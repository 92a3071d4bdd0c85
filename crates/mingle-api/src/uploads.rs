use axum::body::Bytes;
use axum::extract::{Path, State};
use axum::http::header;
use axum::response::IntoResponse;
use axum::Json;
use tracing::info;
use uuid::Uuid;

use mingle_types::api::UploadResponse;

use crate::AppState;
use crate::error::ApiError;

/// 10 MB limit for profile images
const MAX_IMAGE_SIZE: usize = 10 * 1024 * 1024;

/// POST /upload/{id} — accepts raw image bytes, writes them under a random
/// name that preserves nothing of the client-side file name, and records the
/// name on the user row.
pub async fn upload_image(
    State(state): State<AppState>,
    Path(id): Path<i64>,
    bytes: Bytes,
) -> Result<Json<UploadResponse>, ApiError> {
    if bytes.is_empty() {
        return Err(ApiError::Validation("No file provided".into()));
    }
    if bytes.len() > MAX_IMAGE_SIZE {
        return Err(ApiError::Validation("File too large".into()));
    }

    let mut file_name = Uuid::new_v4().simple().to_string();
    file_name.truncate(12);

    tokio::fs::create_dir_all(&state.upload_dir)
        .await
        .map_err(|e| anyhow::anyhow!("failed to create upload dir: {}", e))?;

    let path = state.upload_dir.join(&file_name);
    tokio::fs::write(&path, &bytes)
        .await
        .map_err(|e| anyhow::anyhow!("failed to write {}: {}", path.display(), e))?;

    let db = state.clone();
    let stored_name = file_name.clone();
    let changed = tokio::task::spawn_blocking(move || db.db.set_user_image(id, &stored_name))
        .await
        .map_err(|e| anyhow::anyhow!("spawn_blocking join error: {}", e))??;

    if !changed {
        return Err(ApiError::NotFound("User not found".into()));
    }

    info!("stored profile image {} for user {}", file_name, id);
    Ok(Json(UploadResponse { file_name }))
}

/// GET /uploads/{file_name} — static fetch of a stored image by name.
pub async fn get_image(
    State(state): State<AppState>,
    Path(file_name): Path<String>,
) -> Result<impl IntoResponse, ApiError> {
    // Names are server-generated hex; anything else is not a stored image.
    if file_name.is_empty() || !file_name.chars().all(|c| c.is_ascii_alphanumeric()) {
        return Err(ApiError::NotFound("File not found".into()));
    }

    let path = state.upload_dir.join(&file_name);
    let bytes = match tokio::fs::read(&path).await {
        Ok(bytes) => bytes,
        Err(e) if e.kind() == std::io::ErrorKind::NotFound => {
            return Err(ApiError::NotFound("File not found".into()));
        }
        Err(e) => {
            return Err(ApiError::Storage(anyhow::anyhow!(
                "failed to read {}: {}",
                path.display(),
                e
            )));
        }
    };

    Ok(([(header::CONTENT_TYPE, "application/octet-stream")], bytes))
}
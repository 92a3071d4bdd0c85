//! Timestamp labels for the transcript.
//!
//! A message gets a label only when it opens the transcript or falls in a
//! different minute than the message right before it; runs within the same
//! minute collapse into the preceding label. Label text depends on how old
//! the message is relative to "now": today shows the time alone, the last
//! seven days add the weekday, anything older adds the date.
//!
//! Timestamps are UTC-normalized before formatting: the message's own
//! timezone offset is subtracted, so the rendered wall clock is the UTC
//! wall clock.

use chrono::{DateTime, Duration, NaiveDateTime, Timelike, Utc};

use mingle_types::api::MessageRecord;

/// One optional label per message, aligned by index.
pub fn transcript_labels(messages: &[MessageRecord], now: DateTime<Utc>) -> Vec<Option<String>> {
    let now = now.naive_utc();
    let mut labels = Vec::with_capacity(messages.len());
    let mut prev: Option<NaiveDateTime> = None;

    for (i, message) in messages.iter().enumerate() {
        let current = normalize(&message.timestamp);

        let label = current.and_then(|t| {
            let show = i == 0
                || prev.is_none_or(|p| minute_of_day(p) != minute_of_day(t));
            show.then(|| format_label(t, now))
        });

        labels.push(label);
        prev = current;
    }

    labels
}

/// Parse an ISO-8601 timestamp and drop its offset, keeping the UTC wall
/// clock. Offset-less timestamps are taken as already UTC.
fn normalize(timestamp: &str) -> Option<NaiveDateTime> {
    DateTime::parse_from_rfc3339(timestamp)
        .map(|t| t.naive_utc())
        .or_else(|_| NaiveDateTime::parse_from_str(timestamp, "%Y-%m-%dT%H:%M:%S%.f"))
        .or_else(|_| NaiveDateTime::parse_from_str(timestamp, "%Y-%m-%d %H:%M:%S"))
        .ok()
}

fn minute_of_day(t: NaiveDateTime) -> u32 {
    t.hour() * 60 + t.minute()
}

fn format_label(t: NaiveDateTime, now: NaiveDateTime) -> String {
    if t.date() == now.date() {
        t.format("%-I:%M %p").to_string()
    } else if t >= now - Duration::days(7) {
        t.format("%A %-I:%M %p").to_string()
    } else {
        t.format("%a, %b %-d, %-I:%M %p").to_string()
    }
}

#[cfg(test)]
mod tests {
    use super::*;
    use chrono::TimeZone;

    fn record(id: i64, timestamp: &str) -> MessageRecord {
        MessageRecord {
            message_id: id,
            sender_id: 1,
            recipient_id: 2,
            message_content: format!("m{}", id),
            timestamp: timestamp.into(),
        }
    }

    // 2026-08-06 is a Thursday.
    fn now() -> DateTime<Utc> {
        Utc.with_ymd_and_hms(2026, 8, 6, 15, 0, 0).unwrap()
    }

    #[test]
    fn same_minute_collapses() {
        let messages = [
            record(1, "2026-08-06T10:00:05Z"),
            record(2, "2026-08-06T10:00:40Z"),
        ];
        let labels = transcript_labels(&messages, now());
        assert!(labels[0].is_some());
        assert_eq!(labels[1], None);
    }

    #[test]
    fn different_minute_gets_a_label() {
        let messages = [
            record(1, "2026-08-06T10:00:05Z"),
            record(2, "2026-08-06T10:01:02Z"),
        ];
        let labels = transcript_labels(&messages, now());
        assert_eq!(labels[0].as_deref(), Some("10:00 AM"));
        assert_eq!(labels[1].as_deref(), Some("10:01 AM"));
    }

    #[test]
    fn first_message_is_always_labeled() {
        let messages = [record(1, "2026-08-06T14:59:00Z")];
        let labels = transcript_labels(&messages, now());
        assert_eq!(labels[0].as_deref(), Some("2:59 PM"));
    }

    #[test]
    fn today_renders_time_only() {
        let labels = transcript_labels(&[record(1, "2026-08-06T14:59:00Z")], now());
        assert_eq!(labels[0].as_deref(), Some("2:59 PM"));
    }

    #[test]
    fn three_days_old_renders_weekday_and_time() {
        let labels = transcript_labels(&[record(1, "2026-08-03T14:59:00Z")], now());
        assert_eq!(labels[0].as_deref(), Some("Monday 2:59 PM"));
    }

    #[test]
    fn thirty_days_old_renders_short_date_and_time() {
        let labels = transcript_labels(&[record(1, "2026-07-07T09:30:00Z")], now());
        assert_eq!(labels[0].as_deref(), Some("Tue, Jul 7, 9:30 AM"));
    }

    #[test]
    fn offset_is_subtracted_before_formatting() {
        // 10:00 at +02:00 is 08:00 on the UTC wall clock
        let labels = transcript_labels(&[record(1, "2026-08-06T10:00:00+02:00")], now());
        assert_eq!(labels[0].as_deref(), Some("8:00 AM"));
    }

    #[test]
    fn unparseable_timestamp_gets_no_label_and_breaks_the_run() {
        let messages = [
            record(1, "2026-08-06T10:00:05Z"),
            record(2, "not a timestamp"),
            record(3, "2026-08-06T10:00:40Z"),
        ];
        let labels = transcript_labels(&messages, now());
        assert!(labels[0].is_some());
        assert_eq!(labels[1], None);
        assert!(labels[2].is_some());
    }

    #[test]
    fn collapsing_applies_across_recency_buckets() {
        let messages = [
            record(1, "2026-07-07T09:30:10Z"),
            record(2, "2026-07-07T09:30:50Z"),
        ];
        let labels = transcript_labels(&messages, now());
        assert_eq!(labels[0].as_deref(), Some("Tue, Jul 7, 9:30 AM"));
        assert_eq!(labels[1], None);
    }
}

-------

EXERCISE: The lines to extract from the data above begin with the line containing "show.then(|| format_label(t, now))" and end with the line containing "as already UTC.". Extract them exactly, including both.

RESPONSE TO THIS TASK:
            show.then(|| format_label(t, now))
        });

        labels.push(label);
        prev = current;
    }

    labels
}

/// Parse an ISO-8601 timestamp and drop its offset, keeping the UTC wall
/// clock. Offset-less timestamps are taken as already UTC.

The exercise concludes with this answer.